Exercise: Select and copy out every line in the records containing "amount".

Recorded information:

--------------------

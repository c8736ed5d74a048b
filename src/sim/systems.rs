//! The ordered systems pipeline.
//!
//! [`tick`](super::tick::tick) runs these in a fixed order every step.
//! Systems never call each other; all communication goes through world
//! state. A missing player degrades the systems that need one to no-ops.
//! A queried entity missing a component its tag set guarantees is a
//! world-construction bug and panics.

use glam::Vec2;
use rand::Rng;

use crate::consts::*;

use super::collision::aabb_overlap;
use super::components::{
    ComponentSet, Damage, Health, Lifetime, Position, Render, Rotation, Seeker, Size, Velocity,
};
use super::entity::Entity;
use super::events::VisualEvent;
use super::factory::{create_bullet, create_enemy};
use super::tick::TickInput;
use super::world::World;

fn position_of(world: &World, entity: Entity) -> Vec2 {
    world
        .get::<Position>(entity)
        .expect("queried entity missing Position")
        .xy()
}

fn extents_of(world: &World, entity: Entity) -> Vec2 {
    world
        .get::<Size>(entity)
        .expect("queried entity missing Size")
        .extents()
}

/// 1. Player control: velocity is set directly from the held directions
/// (unit vector times `PLAYER_SPEED`, zero when nothing is held - no
/// inertia), and rotation faces the pointer when one is supplied.
pub fn player_control(world: &mut World, input: &TickInput) {
    let Some(player) = world.player() else { return };

    let vel = input.directions.as_vec() * PLAYER_SPEED;
    world
        .get_mut::<Velocity>(player)
        .expect("player missing Velocity")
        .set_xy(vel);

    if let Some(pointer) = input.pointer {
        let pos = position_of(world, player);
        let aim = pointer - pos;
        world
            .get_mut::<Rotation>(player)
            .expect("player missing Rotation")
            .angle = aim.y.atan2(aim.x);
    }
}

/// 2. Movement: pure Euler integration, no collision response here.
pub fn movement(world: &mut World, dt: f32) {
    for entity in world.query(ComponentSet::POSITION | ComponentSet::VELOCITY) {
        let vel = *world
            .get::<Velocity>(entity)
            .expect("queried entity missing Velocity");
        let pos = world
            .get_mut::<Position>(entity)
            .expect("queried entity missing Position");
        pos.x += vel.vx * dt;
        pos.y += vel.vy * dt;
        pos.z += vel.vz * dt;
    }
}

/// 3. Spawn: one enemy on a uniformly chosen playfield edge whenever the
/// wave-scaled interval elapses. The interval shrinks as waves climb; the
/// spawn point sits `SPAWN_MARGIN` outside the visible playfield.
pub fn spawn(world: &mut World, dt: f32) {
    world.spawn_timer += dt;
    let wave = world.state().wave;
    let interval = (SPAWN_INTERVAL_BASE - wave as f32 * SPAWN_INTERVAL_PER_WAVE)
        .max(SPAWN_INTERVAL_MIN);
    if world.spawn_timer < interval {
        return;
    }
    world.spawn_timer = 0.0;

    let rng = world.rng_mut();
    let side = rng.random_range(0..4u32);
    let along = rng.random_range(0.0..1.0f32);
    let (x, y) = match side {
        0 => (along * PLAYFIELD_WIDTH, -SPAWN_MARGIN),
        1 => (PLAYFIELD_WIDTH + SPAWN_MARGIN, along * PLAYFIELD_HEIGHT),
        2 => (along * PLAYFIELD_WIDTH, PLAYFIELD_HEIGHT + SPAWN_MARGIN),
        _ => (-SPAWN_MARGIN, along * PLAYFIELD_HEIGHT),
    };
    let speed = ENEMY_BASE_SPEED
        + rng.random_range(0.0..ENEMY_SPEED_JITTER)
        + wave as f32 * ENEMY_SPEED_PER_WAVE;
    let homing = rng.random_bool(ENEMY_HOMING_CHANCE);

    if let Err(err) = create_enemy(world, x, y, speed, homing) {
        log::warn!("enemy spawn skipped: {err}");
    }
}

/// 4. Shooting: while the firing input is held and the cooldown has
/// elapsed, spawn a bullet from the player's muzzle along the aim
/// direction (pointer if available, else the facing axis), then emit a
/// muzzle flash and a small shake impulse.
pub fn shooting(world: &mut World, input: &TickInput, dt: f32) {
    if world.shoot_cooldown > 0.0 {
        world.shoot_cooldown -= dt;
    }
    if !input.firing || world.shoot_cooldown > 0.0 {
        return;
    }
    let Some(player) = world.player() else { return };

    let pos = position_of(world, player);
    let aim = match input.pointer {
        Some(pointer) => (pointer - pos).normalize_or_zero(),
        None => {
            let angle = world
                .get::<Rotation>(player)
                .expect("player missing Rotation")
                .angle;
            Vec2::from_angle(angle)
        }
    };
    // Pointer sitting exactly on the player gives no direction; fire along +x
    let aim = if aim == Vec2::ZERO { Vec2::X } else { aim };

    let muzzle = pos + aim * MUZZLE_OFFSET;
    let vel = aim * BULLET_SPEED;
    match create_bullet(world, muzzle.x, muzzle.y, vel.x, vel.y, BULLET_DAMAGE) {
        Ok(_) => {
            world.shoot_cooldown = SHOOT_COOLDOWN;
            world.push_event(VisualEvent::MuzzleFlash { pos: muzzle });
            world.push_event(VisualEvent::Shake {
                magnitude: SHAKE_MUZZLE,
            });
        }
        Err(err) => log::warn!("bullet spawn skipped: {err}"),
    }
}

/// 5. Enemy AI: every seeker re-aims its velocity as a unit vector toward
/// the player scaled by its homing speed - continuous pure pursuit, not
/// pathfinding. No-op when there is no player.
pub fn enemy_ai(world: &mut World) {
    let Some(player) = world.player() else { return };
    let target = position_of(world, player);

    let seekers = world.query(
        ComponentSet::ENEMY
            | ComponentSet::SEEKER
            | ComponentSet::POSITION
            | ComponentSet::VELOCITY,
    );
    for entity in seekers {
        let pos = position_of(world, entity);
        let speed = world
            .get::<Seeker>(entity)
            .expect("queried entity missing Seeker")
            .speed;
        let vel = (target - pos).normalize_or_zero() * speed;
        world
            .get_mut::<Velocity>(entity)
            .expect("queried entity missing Velocity")
            .set_xy(vel);
    }
}

/// 6. Lifetime: decrement every timer and destroy entities whose timer has
/// crossed below zero. An entity created with 2.0s and stepped at 1.0s dies
/// on the third step, not the second.
pub fn lifetime(world: &mut World, dt: f32) {
    for entity in world.query(ComponentSet::LIFETIME) {
        let lifetime = world
            .get_mut::<Lifetime>(entity)
            .expect("queried entity missing Lifetime");
        lifetime.time_left -= dt;
        if lifetime.time_left < 0.0 {
            world.destroy_entity(entity);
        }
    }
}

/// 7. Collision: bullet-enemy, then player-enemy, both plain AABB overlap.
///
/// A bullet damages exactly one enemy - the first overlap in query order -
/// and is consumed; it never double-hits. Player contact chips the player
/// by `CONTACT_DAMAGE` and destroys the enemy outright, with no score
/// awarded (scoring belongs to the despawn pass, which never sees the
/// removed enemy).
pub fn collision(world: &mut World) {
    let enemies = world.query(
        ComponentSet::ENEMY | ComponentSet::POSITION | ComponentSet::SIZE | ComponentSet::HEALTH,
    );

    let bullets = world.query(
        ComponentSet::BULLET | ComponentSet::POSITION | ComponentSet::SIZE | ComponentSet::DAMAGE,
    );
    for bullet in bullets {
        let b_pos = position_of(world, bullet);
        let b_size = extents_of(world, bullet);
        for &enemy in &enemies {
            if !world.contains(enemy) {
                continue;
            }
            let e_pos = position_of(world, enemy);
            if !aabb_overlap(b_pos, b_size, e_pos, extents_of(world, enemy)) {
                continue;
            }

            let amount = world
                .get::<Damage>(bullet)
                .expect("bullet missing Damage")
                .amount;
            let color = world
                .get::<Render>(enemy)
                .expect("enemy missing Render")
                .rgb();
            let health = world
                .get_mut::<Health>(enemy)
                .expect("queried entity missing Health");
            health.current = (health.current - amount).max(0.0);

            world.push_event(VisualEvent::HitBurst { pos: e_pos, color });
            world.push_event(VisualEvent::Shake {
                magnitude: SHAKE_HIT,
            });
            world.destroy_entity(bullet);
            break; // first hit wins; the bullet is spent
        }
    }

    let Some(player) = world.player() else { return };
    let p_pos = position_of(world, player);
    let p_size = extents_of(world, player);
    for &enemy in &enemies {
        if !world.contains(enemy) {
            continue;
        }
        let e_pos = position_of(world, enemy);
        if !aabb_overlap(p_pos, p_size, e_pos, extents_of(world, enemy)) {
            continue;
        }

        let color = world
            .get::<Render>(enemy)
            .expect("enemy missing Render")
            .rgb();
        let health = world
            .get_mut::<Health>(player)
            .expect("player missing Health");
        health.current = (health.current - CONTACT_DAMAGE).max(0.0);

        world.push_event(VisualEvent::HitBurst { pos: e_pos, color });
        world.push_event(VisualEvent::Shake {
            magnitude: SHAKE_PLAYER_HIT,
        });
        // Contact is lethal to the enemy, independent of its Health field
        world.destroy_entity(enemy);
    }
}

/// 8. Damage & despawn: enemies driven to zero health explode and score.
pub fn despawn(world: &mut World) {
    for enemy in world.query(ComponentSet::ENEMY | ComponentSet::HEALTH) {
        let current = world
            .get::<Health>(enemy)
            .expect("queried entity missing Health")
            .current;
        if current > 0.0 {
            continue;
        }
        let pos = position_of(world, enemy);
        let color = world
            .get::<Render>(enemy)
            .expect("enemy missing Render")
            .rgb();
        world.push_event(VisualEvent::Explosion { pos, color });
        world.push_event(VisualEvent::Shake {
            magnitude: SHAKE_EXPLOSION,
        });
        world.destroy_entity(enemy);
        world.state_mut().score += KILL_SCORE;
    }
}

/// 9. Progression: wave and level are pure functions of score, recomputed
/// every tick and never independently mutated.
pub fn progression(world: &mut World) {
    let score = world.state().score;
    let wave = wave_for_score(score);
    let level = level_for_score(score);

    let state = world.state_mut();
    if wave != state.wave {
        log::info!("wave {wave} reached (score {score})");
    }
    state.wave = wave;
    state.level = level;
}

/// `wave = 1 + floor(score / 200)`
pub fn wave_for_score(score: u64) -> u32 {
    (1 + score / SCORE_PER_WAVE) as u32
}

/// `level = 1 + floor(score / 500)`
pub fn level_for_score(score: u64) -> u32 {
    (1 + score / SCORE_PER_LEVEL) as u32
}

--------------------

Exercise response:
            let amount = world
                .amount;
            health.current = (health.current - amount).max(0.0);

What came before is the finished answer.